Keeping every line intact, print the records that follow.

> **Records supplied**:
________________________
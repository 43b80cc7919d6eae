//! Persisted settings document.
//!
//! [`Settings`] mirrors the `data.json` file: the wearer's profile, the
//! lighting preferences, the registered tag table and the tags currently
//! toggled into the bag. [`PendingTags`] mirrors `newRFID.json`, the list of
//! tags seen by the reader but not yet registered.
//!
//! Settings values are immutable snapshots once handed to another task; the
//! owner of a snapshot applies changes by producing a new one.

use crate::{
    Result,
    tag::TagRecord,
    types::{AnimationType, Gender, LightingMode, TagId},
};
use serde::{Deserialize, Serialize};
use std::collections::BTreeMap;

/// Contents of the settings file.
#[derive(Debug, Clone, PartialEq, Serialize, Deserialize)]
#[serde(rename_all = "camelCase", default)]
pub struct Settings {
    pub gender: Gender,
    pub birthday: String,
    pub height: f64,
    pub weight: f64,
    pub lighting_mode: LightingMode,
    pub animation_type: AnimationType,

    /// Registered tags keyed by id.
    pub tags: BTreeMap<TagId, TagRecord>,

    /// Tags currently toggled into the bag, in insertion order.
    pub current_content: Vec<TagId>,
}

impl Default for Settings {
    fn default() -> Self {
        Self {
            gender: Gender::Male,
            birthday: String::new(),
            height: 0.0,
            weight: 0.0,
            lighting_mode: LightingMode::Off,
            animation_type: AnimationType::Cycle,
            tags: BTreeMap::new(),
            current_content: Vec::new(),
        }
    }
}

impl Settings {
    /// Parse a settings document.
    ///
    /// An empty (or whitespace-only) document yields the default settings.
    ///
    /// # Errors
    /// Returns `Error::SettingsParse` if the document is not valid settings JSON.
    pub fn from_json(text: &str) -> Result<Self> {
        if text.trim().is_empty() {
            return Ok(Self::default());
        }
        Ok(serde_json::from_str(text)?)
    }

    /// Render the settings as pretty-printed JSON.
    ///
    /// # Errors
    /// Returns `Error::SettingsParse` if serialization fails.
    pub fn to_json(&self) -> Result<String> {
        Ok(serde_json::to_string_pretty(self)?)
    }

    /// Replace the current content, keeping the ordering of the given set.
    pub fn set_current_content<'a>(&mut self, content: impl IntoIterator<Item = &'a TagId>) {
        self.current_content = content.into_iter().cloned().collect();
    }
}

/// Contents of the pending tag file: `{"tags": ["04-a1", ...]}`.
#[derive(Debug, Clone, Default, PartialEq, Eq, Serialize, Deserialize)]
pub struct PendingTags {
    #[serde(default)]
    pub tags: Vec<TagId>,
}

impl PendingTags {
    /// Parse a pending tag document; an empty document is an empty list.
    ///
    /// # Errors
    /// Returns `Error::SettingsParse` if the document is malformed.
    pub fn from_json(text: &str) -> Result<Self> {
        if text.trim().is_empty() {
            return Ok(Self::default());
        }
        Ok(serde_json::from_str(text)?)
    }

    /// Render the list as JSON.
    ///
    /// # Errors
    /// Returns `Error::SettingsParse` if serialization fails.
    pub fn to_json(&self) -> Result<String> {
        Ok(serde_json::to_string(self)?)
    }

    /// Append a tag unless it is already pending. Returns `true` if added.
    pub fn push(&mut self, id: TagId) -> bool {
        if self.tags.contains(&id) {
            return false;
        }
        self.tags.push(id);
        true
    }

    /// Drop every pending tag that has since been registered.
    /// Returns the number of tags removed.
    pub fn remove_known(&mut self, settings: &Settings) -> usize {
        let before = self.tags.len();
        self.tags.retain(|id| !settings.tags.contains_key(id));
        before - self.tags.len()
    }

    #[must_use]
    pub fn contains(&self, id: &TagId) -> bool {
        self.tags.contains(id)
    }
}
________________________
> **Response box**:
repository 43b80cc7919d6eae
//! Persisted settings document.
//!
//! [`Settings`] mirrors the `data.json` file: the wearer's profile, the
//! lighting preferences, the registered tag table and the tags currently
//! toggled into the bag. [`PendingTags`] mirrors `newRFID.json`, the list of
//! tags seen by the reader but not yet registered.
//!
//! Settings values are immutable snapshots once handed to another task; the
//! owner of a snapshot applies changes by producing a new one.

use crate::{
    Result,
    tag::TagRecord,
    types::{AnimationType, Gender, LightingMode, TagId},
};
use serde::{Deserialize, Serialize};
use std::collections::BTreeMap;

/// Contents of the settings file.
#[derive(Debug, Clone, PartialEq, Serialize, Deserialize)]
#[serde(rename_all = "camelCase", default)]
pub struct Settings {
    pub gender: Gender,
    pub birthday: String,
    pub height: f64,
    pub weight: f64,
    pub lighting_mode: LightingMode,
    pub animation_type: AnimationType,

    /// Registered tags keyed by id.
    pub tags: BTreeMap<TagId, TagRecord>,

    /// Tags currently toggled into the bag, in insertion order.
    pub current_content: Vec<TagId>,
}

impl Default for Settings {
    fn default() -> Self {
        Self {
            gender: Gender::Male,
            birthday: String::new(),
            height: 0.0,
            weight: 0.0,
            lighting_mode: LightingMode::Off,
            animation_type: AnimationType::Cycle,
            tags: BTreeMap::new(),
            current_content: Vec::new(),
        }
    }
}

impl Settings {
    /// Parse a settings document.
    ///
    /// An empty (or whitespace-only) document yields the default settings.
    ///
    /// # Errors
    /// Returns `Error::SettingsParse` if the document is not valid settings JSON.
    pub fn from_json(text: &str) -> Result<Self> {
        if text.trim().is_empty() {
            return Ok(Self::default());
        }
        Ok(serde_json::from_str(text)?)
    }

    /// Render the settings as pretty-printed JSON.
    ///
    /// # Errors
    /// Returns `Error::SettingsParse` if serialization fails.
    pub fn to_json(&self) -> Result<String> {
        Ok(serde_json::to_string_pretty(self)?)
    }

    /// Replace the current content, keeping the ordering of the given set.
    pub fn set_current_content<'a>(&mut self, content: impl IntoIterator<Item = &'a TagId>) {
        self.current_content = content.into_iter().cloned().collect();
    }
}

/// Contents of the pending tag file: `{"tags": ["04-a1", ...]}`.
#[derive(Debug, Clone, Default, PartialEq, Eq, Serialize, Deserialize)]
pub struct PendingTags {
    #[serde(default)]
    pub tags: Vec<TagId>,
}

impl PendingTags {
    /// Parse a pending tag document; an empty document is an empty list.
    ///
    /// # Errors
    /// Returns `Error::SettingsParse` if the document is malformed.
    pub fn from_json(text: &str) -> Result<Self> {
        if text.trim().is_empty() {
            return Ok(Self::default());
        }
        Ok(serde_json::from_str(text)?)
    }

    /// Render the list as JSON.
    ///
    /// # Errors
    /// Returns `Error::SettingsParse` if serialization fails.
    pub fn to_json(&self) -> Result<String> {
        Ok(serde_json::to_string(self)?)
    }

    /// Append a tag unless it is already pending. Returns `true` if added.
    pub fn push(&mut self, id: TagId) -> bool {
        if self.tags.contains(&id) {
            return false;
        }
        self.tags.push(id);
        true
    }

    /// Drop every pending tag that has since been registered.
    /// Returns the number of tags removed.
    pub fn remove_known(&mut self, settings: &Settings) -> usize {
        let before = self.tags.len();
        self.tags.retain(|id| !settings.tags.contains_key(id));
        before - self.tags.len()
    }

    #[must_use]
    pub fn contains(&self, id: &TagId) -> bool {
        self.tags.contains(id)
    }
}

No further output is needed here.